Tonight I thought I pressed 501 for Sky News but finished up being turned by some Tele evangelist 8O 

Nasty :? 

tony


----------



## vicdicdoc (May 14, 2005)

Did you send him your dollars :lol:


----------



## greygit (Apr 15, 2007)

GEMMY said:


> Tonight I thought I pressed 501 for Sky News but finished up being turned by some Tele evangelist 8O
> 
> Nasty :?
> 
> tony


I won't comment. :wink:


----------



## cabby (May 14, 2005)

What were you turned into, is it an improvement. :twisted: :twisted: 

cabby


----------



## erneboy (Feb 8, 2007)

Are you Born Again again Tony?

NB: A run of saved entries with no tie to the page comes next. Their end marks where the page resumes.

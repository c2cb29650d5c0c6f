use nalgebra::Vector3;
use std::collections::HashSet;

use super::mesh::TaggedMesh;
use super::path::RailPath;
use super::RailBuildError;

/// Extracts one ordered grind path from the tagged edges of a mesh.
#[derive(Debug, Clone, Copy)]
pub struct RailPathBuilder {
    /// Minimum vertex alpha for an edge endpoint to count as tagged
    pub weight_threshold: f32,
    /// Endpoints closer than this are the same point when deduplicating edges
    pub position_tolerance: f32,
    /// Largest gap bridged when chaining edges into a path
    pub connection_tolerance: f32,
    /// Extra points inserted into each long segment
    pub subdivisions: usize,
    pub min_subdivide_length: f32,
}

impl Default for RailPathBuilder {
    fn default() -> Self {
        Self {
            weight_threshold: 0.9,
            position_tolerance: 0.001,
            connection_tolerance: 0.01,
            subdivisions: 3,
            min_subdivide_length: 0.1,
        }
    }
}

/// A tagged mesh edge in world space.
#[derive(Debug, Clone, Copy, PartialEq)]
pub struct Edge {
    pub a: Vector3<f32>,
    pub b: Vector3<f32>,
}

impl RailPathBuilder {
    pub fn with_threshold(weight_threshold: f32) -> Self {
        Self {
            weight_threshold,
            ..Self::default()
        }
    }

    pub fn build(&self, mesh: &TaggedMesh) -> Result<RailPath, RailBuildError> {
        let edges = self.tagged_edges(mesh)?;
        let ordered = self.order_edges(&edges);
        if ordered.len() < 2 {
            return Err(RailBuildError::TooFewPoints(ordered.len()));
        }

        let closed = ordered.len() > 2
            && (ordered[0] - ordered[ordered.len() - 1]).norm() <= self.connection_tolerance;
        let points = subdivide(&ordered, self.subdivisions, self.min_subdivide_length);
        tracing::debug!(
            edges = edges.len(),
            core_points = ordered.len(),
            points = points.len(),
            closed,
            "built rail path"
        );
        Ok(RailPath::from_points(points, closed)?)
    }

    /// Tagged edges keyed by vertex-index pair, then deduplicated spatially.
    pub fn tagged_edges(&self, mesh: &TaggedMesh) -> Result<Vec<Edge>, RailBuildError> {
        mesh.validate()?;

        let mut seen = HashSet::new();
        let mut index_pairs = Vec::new();
        for tri in &mesh.triangles {
            for (i, j) in [(tri[0], tri[1]), (tri[1], tri[2]), (tri[2], tri[0])] {
                let tagged = mesh.colors[i as usize].a >= self.weight_threshold
                    && mesh.colors[j as usize].a >= self.weight_threshold;
                if tagged && seen.insert((i.min(j), i.max(j))) {
                    index_pairs.push((i.min(j), i.max(j)));
                }
            }
        }
        if index_pairs.is_empty() {
            return Err(RailBuildError::NoTaggedEdges);
        }

        let mut edges: Vec<Edge> = Vec::with_capacity(index_pairs.len());
        for (i, j) in index_pairs {
            let (Some(a), Some(b)) = (mesh.vertex(i), mesh.vertex(j)) else {
                continue;
            };
            if (a - b).norm() <= self.position_tolerance {
                continue;
            }
            let duplicate = edges.iter().any(|e| {
                (near(&e.a, &a, self.position_tolerance) && near(&e.b, &b, self.position_tolerance))
                    || (near(&e.a, &b, self.position_tolerance)
                        && near(&e.b, &a, self.position_tolerance))
            });
            if !duplicate {
                edges.push(Edge { a, b });
            }
        }
        Ok(edges)
    }

    /// Chains edges into one polyline, starting from the lowest edge on the
    /// longest bounding-box axis and growing greedily from either end.
    pub fn order_edges(&self, edges: &[Edge]) -> Vec<Vector3<f32>> {
        let Some(start) = start_edge(edges) else {
            return Vec::new();
        };
        let axis = longest_axis(edges);
        let first = edges[start];
        let mut path = if first.a[axis] <= first.b[axis] {
            vec![first.a, first.b]
        } else {
            vec![first.b, first.a]
        };

        let mut used = vec![false; edges.len()];
        used[start] = true;
        let max_iterations = edges.len() * 2 + 5;

        for _ in 0..max_iterations {
            let end = path[path.len() - 1];
            if let Some((index, far)) = self.closest_connection(edges, &used, &end) {
                used[index] = true;
                path.push(far);
                continue;
            }
            let head = path[0];
            if let Some((index, far)) = self.closest_connection(edges, &used, &head) {
                used[index] = true;
                path.insert(0, far);
                continue;
            }
            break;
        }
        path
    }

    /// Unused edge with an endpoint nearest `anchor` within tolerance, and its far endpoint.
    fn closest_connection(
        &self,
        edges: &[Edge],
        used: &[bool],
        anchor: &Vector3<f32>,
    ) -> Option<(usize, Vector3<f32>)> {
        let mut best: Option<(usize, Vector3<f32>, f32)> = None;
        for (index, edge) in edges.iter().enumerate() {
            if used[index] {
                continue;
            }
            for (near_end, far_end) in [(edge.a, edge.b), (edge.b, edge.a)] {
                let gap = (near_end - anchor).norm();
                if gap <= self.connection_tolerance && best.map_or(true, |(_, _, g)| gap < g) {
                    best = Some((index, far_end, gap));
                }
            }
        }
        best.map(|(index, far, _)| (index, far))
    }
}

fn near(a: &Vector3<f32>, b: &Vector3<f32>, tolerance: f32) -> bool {
    (a - b).norm() <= tolerance
}

/// 0 = x, 1 = y, 2 = z. X wins ties.
fn longest_axis(edges: &[Edge]) -> usize {
    let mut min = Vector3::repeat(f32::MAX);
    let mut max = Vector3::repeat(f32::MIN);
    for edge in edges {
        for p in [edge.a, edge.b] {
            min = min.inf(&p);
            max = max.sup(&p);
        }
    }
    let extent = max - min;
    if extent.y > extent.x && extent.y >= extent.z {
        1
    } else if extent.z > extent.x && extent.z > extent.y {
        2
    } else {
        0
    }
}

fn start_edge(edges: &[Edge]) -> Option<usize> {
    let axis = longest_axis(edges);
    edges
        .iter()
        .enumerate()
        .map(|(i, e)| (i, e.a[axis].min(e.b[axis])))
        .fold(None, |best: Option<(usize, f32)>, (i, low)| match best {
            Some((_, best_low)) if best_low <= low => best,
            _ => Some((i, low)),
        })
        .map(|(i, _)| i)
}

/// Inserts `subdivisions` evenly spaced points into every segment longer than `min_length`.
pub fn subdivide(points: &[Vector3<f32>], subdivisions: usize, min_length: f32) -> Vec<Vector3<f32>> {
    let Some(&last) = points.last() else {
        return Vec::new();
    };
    let mut out = Vec::with_capacity(points.len() * (subdivisions + 1));
    for pair in points.windows(2) {
        let (a, b) = (pair[0], pair[1]);
        out.push(a);
        if (b - a).norm() > min_length {
            for step in 1..=subdivisions {
                let t = step as f32 / (subdivisions + 1) as f32;
                out.push(a + (b - a) * t);
            }
        }
    }
    out.push(last);
    out
}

God bless you.


----------



## cabby (May 14, 2005)

Hope it has not made you cross.

cabby


----------



## daffodil (Aug 7, 2014)

GEMMY said:


> Tonight I thought I pressed 501 for Sky News but finished up being turned by some Tele evangelist 8O
> 
> Nasty :?
> 
> tony


Gemmy,

At your age you should be thankful somebody got you closer to God in a nice way :wink: :lol: :lol:


----------



## pippin (Nov 15, 2007)

*H A L L E L L U J A !!  *


----------



## aldra (Jul 2, 2009)

Gemmy

Relax

You are fine

When God gets hold of you

If he does

You will really know it

Sandra


----------



## GEMMY (Jun 19, 2006)

I've just done it AGAIN 8O 

This time was close , was reaching for the cc 8O 

tony


----------



## greygit (Apr 15, 2007)

GEMMY said:


> I've just done it AGAIN 8O
> 
> This time was close , was reaching for the cc 8O
> 
> tony


It's meant to be Tony, just go with it. :wink:


----------